Task objective: Copy each line that includes the string "claims" from the material into your answer.

Source material:
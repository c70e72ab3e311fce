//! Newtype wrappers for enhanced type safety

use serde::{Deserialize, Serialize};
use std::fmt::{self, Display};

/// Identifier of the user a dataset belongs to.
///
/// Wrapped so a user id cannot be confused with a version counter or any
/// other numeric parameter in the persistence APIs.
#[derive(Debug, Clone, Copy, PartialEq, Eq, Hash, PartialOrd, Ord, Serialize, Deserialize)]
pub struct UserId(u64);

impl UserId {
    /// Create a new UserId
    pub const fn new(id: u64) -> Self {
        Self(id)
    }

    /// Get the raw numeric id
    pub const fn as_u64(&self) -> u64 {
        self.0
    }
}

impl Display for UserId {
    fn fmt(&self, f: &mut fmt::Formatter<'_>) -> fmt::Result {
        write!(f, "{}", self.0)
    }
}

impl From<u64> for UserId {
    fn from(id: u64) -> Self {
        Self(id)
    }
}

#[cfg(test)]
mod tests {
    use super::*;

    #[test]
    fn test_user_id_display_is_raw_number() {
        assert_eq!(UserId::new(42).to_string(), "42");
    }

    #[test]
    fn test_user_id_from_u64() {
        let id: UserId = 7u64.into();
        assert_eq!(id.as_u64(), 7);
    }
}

...

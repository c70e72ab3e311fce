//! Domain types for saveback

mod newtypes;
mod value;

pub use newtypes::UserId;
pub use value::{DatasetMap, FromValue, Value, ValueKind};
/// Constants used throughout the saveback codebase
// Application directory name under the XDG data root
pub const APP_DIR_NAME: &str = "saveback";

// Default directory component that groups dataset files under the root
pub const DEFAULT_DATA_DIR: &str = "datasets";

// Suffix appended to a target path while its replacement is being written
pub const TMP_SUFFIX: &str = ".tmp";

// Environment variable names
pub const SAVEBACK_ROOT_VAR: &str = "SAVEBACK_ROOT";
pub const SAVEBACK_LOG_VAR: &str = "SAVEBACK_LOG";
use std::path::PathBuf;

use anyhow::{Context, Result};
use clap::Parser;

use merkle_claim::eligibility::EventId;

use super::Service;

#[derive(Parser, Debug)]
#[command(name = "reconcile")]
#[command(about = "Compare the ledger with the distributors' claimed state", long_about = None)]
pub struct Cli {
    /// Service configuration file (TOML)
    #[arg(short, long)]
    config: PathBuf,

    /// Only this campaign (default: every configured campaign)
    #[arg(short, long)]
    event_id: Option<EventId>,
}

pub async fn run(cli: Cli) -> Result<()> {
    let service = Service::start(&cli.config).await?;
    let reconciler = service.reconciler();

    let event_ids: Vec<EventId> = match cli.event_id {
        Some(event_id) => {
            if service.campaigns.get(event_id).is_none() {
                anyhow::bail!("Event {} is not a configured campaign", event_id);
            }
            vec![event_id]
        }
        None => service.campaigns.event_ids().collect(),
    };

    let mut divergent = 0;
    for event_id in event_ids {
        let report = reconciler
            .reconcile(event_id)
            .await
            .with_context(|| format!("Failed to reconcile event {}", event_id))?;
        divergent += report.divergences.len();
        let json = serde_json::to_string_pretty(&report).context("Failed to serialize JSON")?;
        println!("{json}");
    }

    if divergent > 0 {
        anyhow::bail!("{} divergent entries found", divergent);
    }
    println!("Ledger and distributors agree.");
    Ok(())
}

* * *

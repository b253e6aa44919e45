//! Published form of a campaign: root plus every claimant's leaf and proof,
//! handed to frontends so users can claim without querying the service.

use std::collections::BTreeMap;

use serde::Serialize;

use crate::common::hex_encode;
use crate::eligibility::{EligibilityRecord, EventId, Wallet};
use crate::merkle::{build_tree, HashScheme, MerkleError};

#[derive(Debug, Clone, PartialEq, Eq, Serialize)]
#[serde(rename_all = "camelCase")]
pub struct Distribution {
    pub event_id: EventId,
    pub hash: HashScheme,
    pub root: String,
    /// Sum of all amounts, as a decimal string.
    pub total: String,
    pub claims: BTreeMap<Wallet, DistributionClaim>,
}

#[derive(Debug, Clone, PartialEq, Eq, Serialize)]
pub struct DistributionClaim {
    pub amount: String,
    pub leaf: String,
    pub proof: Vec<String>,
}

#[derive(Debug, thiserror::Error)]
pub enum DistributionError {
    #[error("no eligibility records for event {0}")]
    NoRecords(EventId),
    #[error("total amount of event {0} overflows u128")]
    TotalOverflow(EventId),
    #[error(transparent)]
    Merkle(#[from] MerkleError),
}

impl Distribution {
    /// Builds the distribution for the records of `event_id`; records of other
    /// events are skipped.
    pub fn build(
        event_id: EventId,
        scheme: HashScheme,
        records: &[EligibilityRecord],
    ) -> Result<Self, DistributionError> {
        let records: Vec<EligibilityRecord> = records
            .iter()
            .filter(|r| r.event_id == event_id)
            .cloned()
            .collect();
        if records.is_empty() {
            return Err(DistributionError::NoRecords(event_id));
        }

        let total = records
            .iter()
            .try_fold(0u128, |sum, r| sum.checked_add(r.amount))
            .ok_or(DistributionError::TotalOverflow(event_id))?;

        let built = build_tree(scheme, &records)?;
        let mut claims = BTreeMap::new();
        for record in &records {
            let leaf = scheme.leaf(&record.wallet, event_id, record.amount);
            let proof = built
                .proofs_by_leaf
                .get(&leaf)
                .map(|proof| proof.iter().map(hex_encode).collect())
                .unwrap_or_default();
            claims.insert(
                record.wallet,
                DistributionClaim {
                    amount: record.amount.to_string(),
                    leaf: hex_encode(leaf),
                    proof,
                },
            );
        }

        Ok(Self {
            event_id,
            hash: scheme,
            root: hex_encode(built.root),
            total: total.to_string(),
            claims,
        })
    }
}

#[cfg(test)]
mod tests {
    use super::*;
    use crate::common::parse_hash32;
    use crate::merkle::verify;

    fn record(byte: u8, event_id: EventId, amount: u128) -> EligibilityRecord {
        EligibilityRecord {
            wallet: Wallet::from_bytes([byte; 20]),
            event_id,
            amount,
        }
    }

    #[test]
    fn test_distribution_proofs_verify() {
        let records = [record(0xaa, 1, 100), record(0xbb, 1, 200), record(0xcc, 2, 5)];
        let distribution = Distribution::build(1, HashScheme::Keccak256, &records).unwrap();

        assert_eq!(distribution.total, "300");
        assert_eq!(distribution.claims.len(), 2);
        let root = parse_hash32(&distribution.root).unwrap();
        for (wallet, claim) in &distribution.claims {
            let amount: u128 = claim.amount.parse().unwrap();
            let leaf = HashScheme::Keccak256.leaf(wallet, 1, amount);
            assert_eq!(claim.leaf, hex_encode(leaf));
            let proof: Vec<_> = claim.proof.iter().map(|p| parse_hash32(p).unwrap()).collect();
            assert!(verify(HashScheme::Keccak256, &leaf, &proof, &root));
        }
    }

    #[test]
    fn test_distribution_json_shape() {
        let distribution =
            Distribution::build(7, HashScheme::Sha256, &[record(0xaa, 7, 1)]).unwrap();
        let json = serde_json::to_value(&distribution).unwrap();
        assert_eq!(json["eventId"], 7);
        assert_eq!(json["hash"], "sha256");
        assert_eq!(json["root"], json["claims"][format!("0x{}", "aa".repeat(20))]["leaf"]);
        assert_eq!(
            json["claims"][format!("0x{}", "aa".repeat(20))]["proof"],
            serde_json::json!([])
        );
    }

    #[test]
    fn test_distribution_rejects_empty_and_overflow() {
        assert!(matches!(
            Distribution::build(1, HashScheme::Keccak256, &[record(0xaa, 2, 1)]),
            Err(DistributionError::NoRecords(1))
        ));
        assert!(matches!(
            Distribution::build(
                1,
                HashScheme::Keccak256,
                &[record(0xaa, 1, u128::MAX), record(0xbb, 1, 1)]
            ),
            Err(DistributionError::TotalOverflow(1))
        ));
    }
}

Result of this task:
    pub claims: BTreeMap<Wallet, DistributionClaim>,
        let mut claims = BTreeMap::new();
            claims.insert(
            claims,
        assert_eq!(distribution.claims.len(), 2);
        for (wallet, claim) in &distribution.claims {
        assert_eq!(json["root"], json["claims"][format!("0x{}", "aa".repeat(20))]["leaf"]);
            json["claims"][format!("0x{}", "aa".repeat(20))]["proof"],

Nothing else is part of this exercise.